Каменные ступени вдоль крепостной стены уводили вверх. Мы прошли сквозь пустующий пост охраны. Стена пострадала от недавнего землетрясения, и на время ремонтных работ караул выставлялся снаружи. Уже третий месяц. Пыльная караулка осталась позади, мы преодолели еще один лестничный марш, и перед нами открылась Торико. В розовом закатном свете город напоминал детскую игрушку, вырезанную из сандала руками мастера. Столица утопала в осенних листьях. Посреди этого золотистого моря возвышалась череда острых черепичных крыш, к окраине сменяясь соломенными скатами, каменные мосты, украшенные скульптурами, чередовались резными деревянными. Узкие улочки протискивались между домами и превращались в площади, а потом снова исчезали между зданиями. Руэна прислонилась к нагретому за день зубцу крепостной стены и замерла, глядя на открывшийся вид.
– Люблю здесь бывать. Каждый день прихожу! Но это что, – сказал я и усмехнулся. – Ты не представляешь какой вид с дозорной башни! Пошли.
Дальше гладкая кладка разошлась – землетрясение не пощадило древнюю стену, и через трещину шириной почти два кэна были переброшены доски. Я шагнул на этот импровизированный мостик, обернулся и понял, что Руэна продолжает разглядывать город, даже не услышав меня. В этот момент доски затрещали, и я полетел вниз.
Замковая стена Ямата не самое высокое укрепление на Тарланге. Восемь кэн у нас против десяти в Сента. Я уже не говорю о Дашими, где стена построена на скальном выступе, возвышаясь на двадцать два кэна, внушающих уныние любому потенциальному врагу. Но падая с такой высоты на булыжную мостовую, поневоле сожалеешь о том, что каму вулкана Хатори, заставляющие землю сотрясаться, не развалили этот бесполезный забор. Впрочем, я едва ли успел об этом подумать. Спустя краткое мгновение я с размаху влетел… в стоящую внизу повозку со стогом сена. Я соскользнул по сену вниз и оказался на ногах на твёрдой и безопасной земле Ямата.

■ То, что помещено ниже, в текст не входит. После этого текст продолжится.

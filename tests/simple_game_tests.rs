//! End-to-end tests driving the simple card game through the manager.

use rust_tbg::games::simple::{apply_fix_ups, phases, stacks, SimpleGameBuilder};
use rust_tbg::{LegalError, PlayerId, ProposeError};

fn init_logging() {
    let _ = env_logger::builder().is_test(true).try_init();
}

/// Scenario: four players, two cards each, dealt round-robin from a
/// 52-card draw stack. After the fix-ups settle, every hand holds two
/// cards, the round robin crossed its starter twice, and the state
/// machine is inactive again.
#[test]
fn deal_two_cards_to_four_players() {
    init_logging();
    let (manager, mut state) = SimpleGameBuilder::new().build(42).unwrap();

    let applied = apply_fix_ups(&manager, &mut state).unwrap();

    // 8 deal applications plus the phase transition.
    assert_eq!(applied, 9);
    assert_eq!(state.phase, phases::PLAY);

    for player in PlayerId::all(4) {
        assert_eq!(
            state.players[player]
                .stack(stacks::HAND)
                .unwrap()
                .num_components(),
            2
        );
    }
    assert_eq!(
        state.game.stack(stacks::DRAW).unwrap().num_components(),
        44
    );
    assert_eq!(state.game.round_robin.round_count, 2);
    assert!(!state.game.round_robin.has_started);
}

#[test]
fn records_carry_the_phase_they_were_proposed_in() {
    let (manager, mut state) = SimpleGameBuilder::new().build(42).unwrap();

    apply_fix_ups(&manager, &mut state).unwrap();

    // Every setup record is stamped with the Setup phase, including
    // the transition itself.
    for record in state.records().iter() {
        assert_eq!(record.phase, phases::SETUP);
    }

    let p0 = PlayerId::new(0);
    manager.propose("Draw Card", &mut state, p0).unwrap();
    assert_eq!(state.last_record().unwrap().phase, phases::PLAY);
}

#[test]
fn turn_grammar_is_enforced_across_turns() {
    let (manager, mut state) = SimpleGameBuilder::new().player_count(3).build(7).unwrap();
    apply_fix_ups(&manager, &mut state).unwrap();

    for turn in 0..6 {
        let player = state.current_player;

        // Out-of-order moves are rejected at every turn boundary.
        match manager.is_legal("Pass", &state, player) {
            Err(ProposeError::Legal(LegalError::Progression(_))) => {}
            other => panic!("turn {turn}: expected progression failure, got {other:?}"),
        }

        manager.propose("Draw Card", &mut state, player).unwrap();
        if turn % 2 == 0 {
            manager.propose("Play Card", &mut state, player).unwrap();
        }
        manager.propose("Pass", &mut state, player).unwrap();
    }

    // Three players, six turns: back to the first seat.
    assert_eq!(state.current_player, PlayerId::new(0));
}

#[test]
fn playing_out_of_turn_is_rejected() {
    let (manager, mut state) = SimpleGameBuilder::new().build(42).unwrap();
    apply_fix_ups(&manager, &mut state).unwrap();

    let p1 = PlayerId::new(1);
    let err = manager.is_legal("Draw Card", &state, p1).unwrap_err();
    assert!(matches!(
        err,
        ProposeError::Legal(LegalError::Other(_))
    ));
}

#[test]
fn setup_is_deterministic_per_seed() {
    let (manager_a, mut state_a) = SimpleGameBuilder::new().build(11).unwrap();
    let (manager_b, mut state_b) = SimpleGameBuilder::new().build(11).unwrap();

    apply_fix_ups(&manager_a, &mut state_a).unwrap();
    apply_fix_ups(&manager_b, &mut state_b).unwrap();

    for player in PlayerId::all(4) {
        let hand_a: Vec<_> = state_a.players[player]
            .stack(stacks::HAND)
            .unwrap()
            .components()
            .collect();
        let hand_b: Vec<_> = state_b.players[player]
            .stack(stacks::HAND)
            .unwrap()
            .components()
            .collect();
        assert_eq!(hand_a, hand_b);
    }
}

#[test]
fn smaller_tables_deal_correctly() {
    let (manager, mut state) = SimpleGameBuilder::new()
        .player_count(2)
        .starting_hand_size(5)
        .deck_size(20)
        .build(3)
        .unwrap();

    apply_fix_ups(&manager, &mut state).unwrap();

    for player in PlayerId::all(2) {
        assert_eq!(
            state.players[player]
                .stack(stacks::HAND)
                .unwrap()
                .num_components(),
            5
        );
    }
    assert_eq!(
        state.game.stack(stacks::DRAW).unwrap().num_components(),
        10
    );
    assert_eq!(state.game.round_robin.round_count, 5);
}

Спустя мгновение сверху раздался ещё один «плюх» и на меня скатилась Руэна. И тут же схватила меня за грудки.
– Не смей… больше… падать… – выдохнула она слово за словом.
Я не сразу нашелся, что ответить, и тут позади нас за телегой раздался крик.
– О благословенная Сангару, творительница этих… как их! Мои цветы!
Голос показался мне смутно знакомым. Сверху с телеги послышался ответный крик:
– С дороги, пьяный осёл!
Руэна уже тянула меня за рукав мимо телеги. Первое, что мне бросилось в глаза – это большие корзины на обочине, наполненные белыми лотосами. Одна из корзин валялась посреди дороги, цветы рассыпались в пыли, и запряженная в телегу лошадь лениво жевала неожиданное лакомство. Перед ней ползал давешний торговец, пытаясь сгрести лотосы в кучу. Но старик, судя по всему, был пьян, и только поднимал пыль. Рядом валялась глиняная бутыль, из которой уже натекла ароматная лужа. С телеги на торговца замахивался кнутом возница.
– Это еще что? – к ним бежал стражник. Руэна подхватила с земли лотос и потащила меня прочь. – Опусти кнут, ты! Под сенью тарской стены…
– Мои лотосы! – несся нам вслед жалобный пьяный крик торговца. – Мое подношение… милостивым каму… Такое богатство мне, недостойному… А ну выплюнь, ты, животное!
Мы прошли быстрым шагом до поворота улицы. Я оглянулся через плечо. Стражник оттаскивал торговца с дороги, тот отбрыкивался и продолжал голосить что-то про милостивых каму и лотосы.
Перед нами в просвете домов открылся крошечный пруд с резным деревянным мостиком над ним.